What to produce:
Among the following entries, how many lines hold the string "display"? State only the number.

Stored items
# # # # # # #

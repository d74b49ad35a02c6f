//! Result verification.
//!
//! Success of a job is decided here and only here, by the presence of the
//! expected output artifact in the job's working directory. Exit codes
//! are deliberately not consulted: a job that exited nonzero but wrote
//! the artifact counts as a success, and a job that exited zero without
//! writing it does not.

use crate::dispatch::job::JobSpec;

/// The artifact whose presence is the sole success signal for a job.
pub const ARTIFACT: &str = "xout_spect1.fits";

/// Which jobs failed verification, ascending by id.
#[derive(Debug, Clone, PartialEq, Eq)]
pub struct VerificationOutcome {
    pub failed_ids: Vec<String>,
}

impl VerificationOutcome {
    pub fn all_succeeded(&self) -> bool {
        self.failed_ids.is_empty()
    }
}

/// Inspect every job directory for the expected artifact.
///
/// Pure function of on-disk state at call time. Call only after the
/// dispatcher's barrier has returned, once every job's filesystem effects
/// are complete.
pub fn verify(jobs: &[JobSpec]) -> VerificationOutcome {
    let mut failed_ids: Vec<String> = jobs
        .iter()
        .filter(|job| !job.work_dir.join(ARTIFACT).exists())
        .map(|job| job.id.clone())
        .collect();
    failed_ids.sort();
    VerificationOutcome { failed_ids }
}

# # # # # # #

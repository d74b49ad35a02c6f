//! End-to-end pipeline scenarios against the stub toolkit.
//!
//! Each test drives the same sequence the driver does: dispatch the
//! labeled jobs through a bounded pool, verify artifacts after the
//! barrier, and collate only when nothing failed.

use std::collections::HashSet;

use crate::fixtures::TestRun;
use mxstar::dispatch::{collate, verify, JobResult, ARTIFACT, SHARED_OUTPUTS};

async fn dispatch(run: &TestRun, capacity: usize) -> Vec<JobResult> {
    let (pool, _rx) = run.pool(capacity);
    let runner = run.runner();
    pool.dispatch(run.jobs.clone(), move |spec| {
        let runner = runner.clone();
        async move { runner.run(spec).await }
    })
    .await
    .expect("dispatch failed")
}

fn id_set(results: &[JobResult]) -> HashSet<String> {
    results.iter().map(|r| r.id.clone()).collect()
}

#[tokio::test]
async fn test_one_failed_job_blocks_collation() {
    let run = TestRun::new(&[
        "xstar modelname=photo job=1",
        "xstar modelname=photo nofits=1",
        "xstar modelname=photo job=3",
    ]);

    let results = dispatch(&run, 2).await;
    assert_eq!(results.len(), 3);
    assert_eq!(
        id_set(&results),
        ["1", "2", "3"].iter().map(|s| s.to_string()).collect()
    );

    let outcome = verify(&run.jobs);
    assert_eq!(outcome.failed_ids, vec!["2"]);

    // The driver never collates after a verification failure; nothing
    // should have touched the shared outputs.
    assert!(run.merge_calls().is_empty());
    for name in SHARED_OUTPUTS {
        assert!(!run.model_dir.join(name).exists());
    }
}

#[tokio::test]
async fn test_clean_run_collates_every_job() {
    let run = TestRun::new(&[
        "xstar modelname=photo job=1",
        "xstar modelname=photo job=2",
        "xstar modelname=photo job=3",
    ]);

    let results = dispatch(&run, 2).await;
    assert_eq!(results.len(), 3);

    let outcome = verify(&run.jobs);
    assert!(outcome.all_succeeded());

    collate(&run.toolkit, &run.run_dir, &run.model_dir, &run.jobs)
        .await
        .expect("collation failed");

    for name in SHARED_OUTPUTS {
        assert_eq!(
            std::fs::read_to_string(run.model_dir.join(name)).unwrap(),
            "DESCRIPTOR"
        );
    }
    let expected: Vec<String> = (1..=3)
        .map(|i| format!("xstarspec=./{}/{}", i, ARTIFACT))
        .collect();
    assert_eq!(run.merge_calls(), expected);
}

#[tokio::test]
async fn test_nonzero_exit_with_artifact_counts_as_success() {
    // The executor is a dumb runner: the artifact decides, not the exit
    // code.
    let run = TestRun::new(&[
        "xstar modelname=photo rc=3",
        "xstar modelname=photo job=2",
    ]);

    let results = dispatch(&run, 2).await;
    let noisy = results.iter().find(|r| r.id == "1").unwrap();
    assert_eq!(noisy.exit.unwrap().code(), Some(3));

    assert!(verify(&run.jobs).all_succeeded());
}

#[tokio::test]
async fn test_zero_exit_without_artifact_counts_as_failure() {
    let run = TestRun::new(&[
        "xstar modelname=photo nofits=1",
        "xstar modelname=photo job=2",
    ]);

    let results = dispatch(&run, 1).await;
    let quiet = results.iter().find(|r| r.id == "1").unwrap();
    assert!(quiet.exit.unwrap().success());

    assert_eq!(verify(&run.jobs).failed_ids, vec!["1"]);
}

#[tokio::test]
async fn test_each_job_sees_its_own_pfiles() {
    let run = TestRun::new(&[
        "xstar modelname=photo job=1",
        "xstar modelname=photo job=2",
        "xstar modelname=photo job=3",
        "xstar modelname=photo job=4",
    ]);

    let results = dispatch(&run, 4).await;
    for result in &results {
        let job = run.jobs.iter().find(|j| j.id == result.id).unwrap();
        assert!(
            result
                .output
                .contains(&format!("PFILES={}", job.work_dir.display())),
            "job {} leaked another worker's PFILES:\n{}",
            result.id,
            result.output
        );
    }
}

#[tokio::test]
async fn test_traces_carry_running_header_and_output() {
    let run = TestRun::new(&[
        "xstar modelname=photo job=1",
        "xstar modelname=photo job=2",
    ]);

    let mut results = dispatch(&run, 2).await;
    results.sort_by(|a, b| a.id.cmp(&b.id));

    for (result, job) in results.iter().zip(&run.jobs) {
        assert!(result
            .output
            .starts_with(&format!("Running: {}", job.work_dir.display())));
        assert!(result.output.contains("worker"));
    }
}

# # # # # # #

Output below:
2